Electron transfer from GLB-26 at 25°C. In parallel to the reversible CO and His binding (415 nm), additional shunting reactions were probed in the presence of Cyt-c (415 nm) or oxygen (410 nm). These reactions were initiated by photolysis of the CO form of 2 µM GLB-26. The pentacoordinated photoproduct has a lifetime of only 50 µs, so ms reactions shown here concern the His-Fe-His intermediate state. The top curve (dotted line) is for samples with only CO, which requires several seconds for the His to CO replacement reaction. In the presence of 2 µM Cyt-c, an electron transfer reaction occurs in a tenth of a second (black circles). A similar rate was observed for human Ngb (white circles).
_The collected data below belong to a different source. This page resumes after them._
//! # Caller-facing scheduling surface.
//!
//! [`Scheduler`] binds a registry to a backend and exposes the four
//! scheduling operations:
//!
//! | Operation       | Behavior                                              |
//! |-----------------|-------------------------------------------------------|
//! | `perform_later` | enqueue for pickup as soon as a worker is free        |
//! | `perform_at`    | not eligible before the given wall-clock time         |
//! | `perform_in`    | `perform_at(now + delay)`                             |
//! | `perform_now`   | run in place, bypassing the queue, retries included   |
//!
//! Scheduling calls fail fast: an absolute time further in the past than the
//! backend tolerates is rejected synchronously with
//! [`ScheduleError::InvalidSchedule`] and never reaches the backend queue.
//! The hand-off calls never suspend beyond the backend accepting the
//! execution; only `perform_now` suspends through the job itself.

use std::sync::Arc;
use std::time::Duration;

use chrono::{DateTime, Utc};
use tokio::sync::broadcast;

use crate::config::Config;
use crate::error::{JobError, ScheduleError};
use crate::events::{Bus, Event, EventKind};
use crate::jobs::{JobArgs, JobSpec, Registry};
use crate::middleware::MiddlewareChain;
use crate::core::backend::Backend;
use crate::core::builder::SchedulerBuilder;
use crate::core::coordinator::Coordinator;
use crate::core::execution::{to_delta, Execution};

/// Scheduling contract bound to one backend.
///
/// Built via [`Scheduler::builder`]; cheap accessors expose the bus (for
/// observers) and the middleware chain (for host frameworks to install
/// around their trigger entry points).
pub struct Scheduler {
    cfg: Config,
    registry: Arc<Registry>,
    backend: Arc<dyn Backend>,
    coordinator: Arc<Coordinator>,
    bus: Bus,
    chain: MiddlewareChain,
}

impl Scheduler {
    /// Starts building a scheduler with the given configuration.
    pub fn builder(cfg: Config) -> SchedulerBuilder {
        SchedulerBuilder::new(cfg)
    }

    pub(crate) fn from_parts(
        cfg: Config,
        registry: Arc<Registry>,
        backend: Arc<dyn Backend>,
        coordinator: Arc<Coordinator>,
        bus: Bus,
    ) -> Self {
        let chain = backend.middlewares().unwrap_or_default();
        Self {
            cfg,
            registry,
            backend,
            coordinator,
            bus,
            chain,
        }
    }

    /// The configuration this scheduler was built with.
    pub fn config(&self) -> &Config {
        &self.cfg
    }

    /// The registry this scheduler was built around.
    pub fn registry(&self) -> &Registry {
        &self.registry
    }

    /// The event bus; publish nothing, subscribe freely.
    pub fn bus(&self) -> &Bus {
        &self.bus
    }

    /// Shorthand for `bus().subscribe()`.
    pub fn subscribe(&self) -> broadcast::Receiver<Event> {
        self.bus.subscribe()
    }

    /// The middleware chain to install around trigger entry points: the
    /// backend's declared chain, or the passthrough default.
    pub fn middleware_chain(&self) -> MiddlewareChain {
        self.chain.clone()
    }

    /// Enqueues `spec` for execution as soon as a worker is free.
    pub async fn perform_later(
        &self,
        spec: &JobSpec,
        args: JobArgs,
    ) -> Result<(), ScheduleError> {
        let exec = Execution::new(spec.clone(), args, Utc::now());
        self.backend.enqueue(exec).await?;
        self.bus
            .publish(Event::new(EventKind::JobEnqueued).with_job(spec.name()));
        Ok(())
    }

    /// Schedules `spec` to run no earlier than `due`.
    ///
    /// Fails with [`ScheduleError::InvalidSchedule`] when `due` is further in
    /// the past than the backend's tolerance.
    pub async fn perform_at(
        &self,
        due: DateTime<Utc>,
        spec: &JobSpec,
        args: JobArgs,
    ) -> Result<(), ScheduleError> {
        let now = Utc::now();
        let tolerance = self.backend.tolerance();
        if due < now - tolerance {
            return Err(ScheduleError::InvalidSchedule {
                due,
                now,
                tolerance,
            });
        }

        let exec = Execution::new(spec.clone(), args, due);
        self.backend.enqueue_at(due, exec).await?;
        self.bus.publish(
            Event::new(EventKind::JobScheduled)
                .with_job(spec.name())
                .with_due(due),
        );
        Ok(())
    }

    /// Schedules `spec` to run after `delay`.
    pub async fn perform_in(
        &self,
        delay: Duration,
        spec: &JobSpec,
        args: JobArgs,
    ) -> Result<(), ScheduleError> {
        let due = Utc::now()
            .checked_add_signed(to_delta(delay))
            .unwrap_or(DateTime::<Utc>::MAX_UTC);
        self.perform_at(due, spec, args).await
    }

    /// Runs `spec` in place, bypassing the backend queue.
    ///
    /// Still subject to the retry policy: the caller is suspended through
    /// every attempt and every computed backoff delay.
    pub async fn perform_now(&self, spec: &JobSpec, args: JobArgs) -> Result<(), JobError> {
        let exec = Execution::new(spec.clone(), args, Utc::now());
        self.coordinator.run_inline(exec).await
    }
}

#[cfg(test)]
mod tests {
    use super::*;
    use crate::jobs::JobFn;
    use crate::policies::{Backoff, RetryPolicy};
    use chrono::TimeDelta;
    use std::sync::atomic::{AtomicU32, Ordering};
    use std::sync::Mutex;

    #[derive(Default)]
    struct MockBackend {
        enqueued: Mutex<Vec<Execution>>,
        scheduled: Mutex<Vec<(DateTime<Utc>, Execution)>>,
    }

    #[async_trait::async_trait]
    impl Backend for MockBackend {
        async fn enqueue(&self, exec: Execution) -> Result<(), ScheduleError> {
            self.enqueued.lock().unwrap().push(exec);
            Ok(())
        }

        async fn enqueue_at(
            &self,
            due: DateTime<Utc>,
            exec: Execution,
        ) -> Result<(), ScheduleError> {
            self.scheduled.lock().unwrap().push((due, exec));
            Ok(())
        }

        fn tolerance(&self) -> TimeDelta {
            TimeDelta::milliseconds(100)
        }
    }

    fn noop_spec(name: &'static str) -> JobSpec {
        JobSpec::new(JobFn::arc(name, |_args: JobArgs| async {
            Ok::<_, JobError>(())
        }))
    }

    async fn scheduler_with(backend: Arc<MockBackend>) -> Scheduler {
        Scheduler::builder(Config::default())
            .with_backend(backend)
            .build()
            .await
    }

    #[tokio::test]
    async fn test_perform_at_past_date_fails_fast() {
        let backend = Arc::new(MockBackend::default());
        let scheduler = scheduler_with(backend.clone()).await;

        let past = Utc::now() - TimeDelta::seconds(30);
        let err = scheduler
            .perform_at(past, &noop_spec("late"), JobArgs::empty())
            .await
            .unwrap_err();

        assert_eq!(err.as_label(), "invalid_schedule");
        assert!(
            backend.scheduled.lock().unwrap().is_empty(),
            "rejected schedule must never reach the backend"
        );
    }

    #[tokio::test]
    async fn test_perform_at_within_tolerance_is_accepted() {
        let backend = Arc::new(MockBackend::default());
        let scheduler = scheduler_with(backend.clone()).await;

        // 50ms in the past is inside the backend's 100ms tolerance.
        let slightly_late = Utc::now() - TimeDelta::milliseconds(50);
        scheduler
            .perform_at(slightly_late, &noop_spec("on-time"), JobArgs::empty())
            .await
            .unwrap();
        assert_eq!(backend.scheduled.lock().unwrap().len(), 1);
    }

    #[tokio::test]
    async fn test_perform_later_hands_off_first_attempt() {
        let backend = Arc::new(MockBackend::default());
        let scheduler = scheduler_with(backend.clone()).await;

        scheduler
            .perform_later(&noop_spec("mailer"), JobArgs::empty())
            .await
            .unwrap();

        let enqueued = backend.enqueued.lock().unwrap();
        assert_eq!(enqueued.len(), 1);
        assert_eq!(enqueued[0].attempt(), 1);
        assert_eq!(enqueued[0].job().name(), "mailer");
    }

    #[tokio::test]
    async fn test_perform_in_targets_future_due_time() {
        let backend = Arc::new(MockBackend::default());
        let scheduler = scheduler_with(backend.clone()).await;

        let before = Utc::now();
        scheduler
            .perform_in(Duration::from_secs(60), &noop_spec("digest"), JobArgs::empty())
            .await
            .unwrap();

        let scheduled = backend.scheduled.lock().unwrap();
        assert_eq!(scheduled.len(), 1);
        assert!(scheduled[0].0 >= before + TimeDelta::seconds(59));
    }

    #[tokio::test]
    async fn test_perform_now_bypasses_backend_but_retries() {
        let backend = Arc::new(MockBackend::default());
        let scheduler = scheduler_with(backend.clone()).await;

        let calls = Arc::new(AtomicU32::new(0));
        let calls_in_job = calls.clone();
        let job = JobFn::arc("inline", move |_args: JobArgs| {
            let calls = calls_in_job.clone();
            async move {
                let n = calls.fetch_add(1, Ordering::SeqCst) + 1;
                if n < 2 {
                    Err(JobError::invocation("first try fails"))
                } else {
                    Ok(())
                }
            }
        });
        let spec = JobSpec::new(job).with_retry(RetryPolicy::new(
            3,
            Backoff::fixed(Duration::from_millis(1)),
        ));

        scheduler.perform_now(&spec, JobArgs::empty()).await.unwrap();
        assert_eq!(calls.load(Ordering::SeqCst), 2);
        assert!(backend.enqueued.lock().unwrap().is_empty());
        assert!(backend.scheduled.lock().unwrap().is_empty());
    }

    #[tokio::test]
    async fn test_default_chain_is_single_passthrough() {
        let backend = Arc::new(MockBackend::default());
        let scheduler = scheduler_with(backend).await;
        assert_eq!(scheduler.middleware_chain().len(), 1);
    }
}
//! # Job specification.
//!
//! Defines [`JobSpec`], the immutable bundle handed to the scheduler: the job
//! itself plus its optional retry policy. A spec without a policy runs
//! exactly once.
//!
//! A spec can be created:
//! - **Explicitly** with [`JobSpec::new`] / [`JobSpec::with_retry`]
//! - **From config** with [`JobSpec::with_defaults`] (inherit the
//!   configured default policy)

use crate::config::Config;
use crate::jobs::job::JobRef;
use crate::policies::RetryPolicy;

/// Immutable description of a schedulable unit of work.
///
/// Cheap to clone: the job itself is behind an `Arc`.
///
/// # Example
/// ```rust
/// use std::time::Duration;
/// use jobvisor::{Backoff, JobArgs, JobError, JobFn, JobSpec, RetryPolicy};
///
/// let spec = JobSpec::new(JobFn::arc("cleanup", |_args: JobArgs| async {
///     Ok::<_, JobError>(())
/// }))
/// .with_retry(RetryPolicy::new(3, Backoff::fixed(Duration::from_secs(1))));
///
/// assert_eq!(spec.name(), "cleanup");
/// assert_eq!(spec.max_attempts(), 3);
/// ```
#[derive(Clone)]
pub struct JobSpec {
    job: JobRef,
    retry: Option<RetryPolicy>,
}

impl JobSpec {
    /// Creates a spec with no retry policy: one attempt only.
    pub fn new(job: JobRef) -> Self {
        Self { job, retry: None }
    }

    /// Creates a spec inheriting the default retry policy from `cfg`.
    pub fn with_defaults(job: JobRef, cfg: &Config) -> Self {
        Self {
            job,
            retry: cfg.default_retry,
        }
    }

    /// Returns a new spec with the given retry policy.
    pub fn with_retry(mut self, retry: RetryPolicy) -> Self {
        self.retry = Some(retry);
        self
    }

    /// Returns reference to the job.
    pub fn job(&self) -> &JobRef {
        &self.job
    }

    /// Convenience: returns the job name.
    pub fn name(&self) -> &str {
        self.job.name()
    }

    /// Returns the retry policy, if configured.
    pub fn retry(&self) -> Option<&RetryPolicy> {
        self.retry.as_ref()
    }

    /// Total attempt budget: the policy's `max_attempts`, or 1 without one.
    pub fn max_attempts(&self) -> u32 {
        self.retry.map_or(1, |p| p.max_attempts)
    }
}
GLB-26 was equilibrated under CO (1 atm) and then diluted in a deoxygenated buffer containing Cyt-c (final [CO] was only a few µM); under this condition the His rebinding is much faster than that of CO allowing the formation of a bis-histidine hexacoordinated heme which transfers an electron to Cyt-c. In the presence of oxygen 1/3 atm and CO 2/3 atm (without Cyt-c) GLB-26 is oxidized in less time than the His dissociation, indicating an oxidation of the Fe-His complex without oxygen binding to the iron atom (black squares).